We all know that the Western Australian government and Tony Abbott seek to clear the interior land mass of any and every resisting Aboriginal person, so they don't have to deal with Land Rights issues, water rights issues and environmental issues. Those of us in the East know full well what is yet to come for the Peoples of northwest South Australia, Central and Western Deserts, Pilbara, Kimberley and the Northern Territory. Queensland, New South Wales and Victoria have already had these experiences. Letting people die as a consequence of being removed from Country is a continuation of the old colonial regimes.

 

 

These actions by PM Abbott and WA Premier Barnett are in breach of international law:

 

...forced evictions are ... incompatible with the requirements of the International Covenant on Economic, Social, and Cultural Rights and could only be justified in the most exceptional circumstances....
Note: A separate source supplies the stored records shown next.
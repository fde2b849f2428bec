//! Face detection capability.
//!
//! This crate provides:
//! - The [`FaceDetector`] trait the API server classifies against
//! - An AWS Rekognition `DetectFaces` implementation
//! - Provider configuration loaded from the environment

pub mod client;
pub mod config;
pub mod detector;
pub mod error;

pub use client::RekognitionDetector;
pub use config::RekognitionConfig;
pub use detector::FaceDetector;
pub use error::{DetectionError, DetectionResult};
UN Committee on Economic, Social, and Cultural Rights, General Comment No.4, (1991)

 

Pope Francis affirmed in December 2013:

 

severing the ties of Aboriginal people from their land and thus their culture, spirituality and very foundation of their being, is unethical, immoral, un-Christian and heartless.

 

The 'Beneficial impact of the Homelands Movement on health outcomes in central Australian Aborigines' has been well researched by Robyn McDermott's team. They conclude:

 

Aboriginal people who live in homelands communities appear to have more favourable health outcomes with respect to mortality, hospitalisation, hypertension, diabetes and injury, than those living in more centralised settlements in Central Australia. These effects are most

marked among younger adults.

[Australian and New Zealand Journal of Public Health, Vol. 22,  6, pp. 653658, October 1998.]

 

As we review Australia's historical records, we of the Sovereign Union, become extremely concerned and alarmed when we are reminded of former Liberal PM Sir Robert Menzies's attitude in 1938 when he returned to Australia from Germany and was in support of David Lloyd George MP in England and that he:

 

was not afraid of Hitler; he admired him. This was one of the reasons why Menzies found him [Hitler] intriguing. He had once said that Hitler was a ‘great leader’ and he shared the view that Menzies himself had formed on his visit to Germany in 1938. 1

 

The policy of the Protectors of Aboriginal people in Australia resonates with part of the Nuremberg Trial evidence used to convict Himmler as a war criminal who stated:

Either we win over any good blood that we can use for ourselves and give it a place in our people or, gentlemen - you may call this cruel but nature is cruel, - we destroy this blood.2

Australia failed with their 1937 Final Solution to the 'Aboriginal Problem', but now Tony Abbott is very obviously resurrecting the policy of the Final Solution.

 

[See minutes of 1937 “Aboriginal Welfare” conference of Australian governments andthe real nature of the contemporary Australian assimilation policies”.]

 

Removing our Peoples from the Homelands does and will have serious mental and spiritual ramifications and this is well known within political circles. Two examples can be used to best describe that governments are well aware of the effects that forced removal will have on First Nations Peoples.

 

As late as 1943 the New South Wales Government knew of the damage that was being done to Aboriginal Peoples under their statutory authoritarian ‘protectionist’ regimes. Lt. Colonel Bruxner argued that:

 

The greatest difficulty, of course, is that the very primitive people are tremendously susceptible to spiritual influence. When they come into contact with white people a problem that a large number of us do not understand is immediately created.3

Bruxner continued:

The Honourable member for Parramatta (Mr Gollan MP) truly said that when an Aborigine is moved from his own locality he immediately gets among unfriendly spirits. The spirit world is a tremendous force with these people. I have seen Aborigines who have been up almost half the night because of bad dreams; they have been outside their own area in an unfriendly place. One of the greatest problems confronting the department is the settlement of Aborigines where they belong. These people are frequently moved from one district to another so as to give them better conditions, and when we take them away from the place where they were born and reared, and where they expect to be buried, we do them incalculable harm.

 

Pursuing these policies of forced removals is an international crime, called genocide. Two elements of the 1948 Convention on the Prevention and Punishment of the Crime of Genocide are:

 

  • (b) Causing serious bodily or mental harm to members of the group;
  • (c) Deliberately inflicting on the group conditions of life calculated to bring about its

physical destruction in whole or in part;

 

This cannot be tolerated in any way, shape or form. Aboriginal people must increasingly resist and launch national and international campaigns against the tyranny of this Abbott-led dictatorship.

 

Non-Aboriginal people in this country fail to see what is going on right before their eyes, in respect to the abolition of Human Rights in the name of protectionism against 'terrorism', but the governments seek to protect white Australia from the horrors and threat of terrorism, but are actively pursuing a terrorist campaign in its most horrid form against our peoples across Australia.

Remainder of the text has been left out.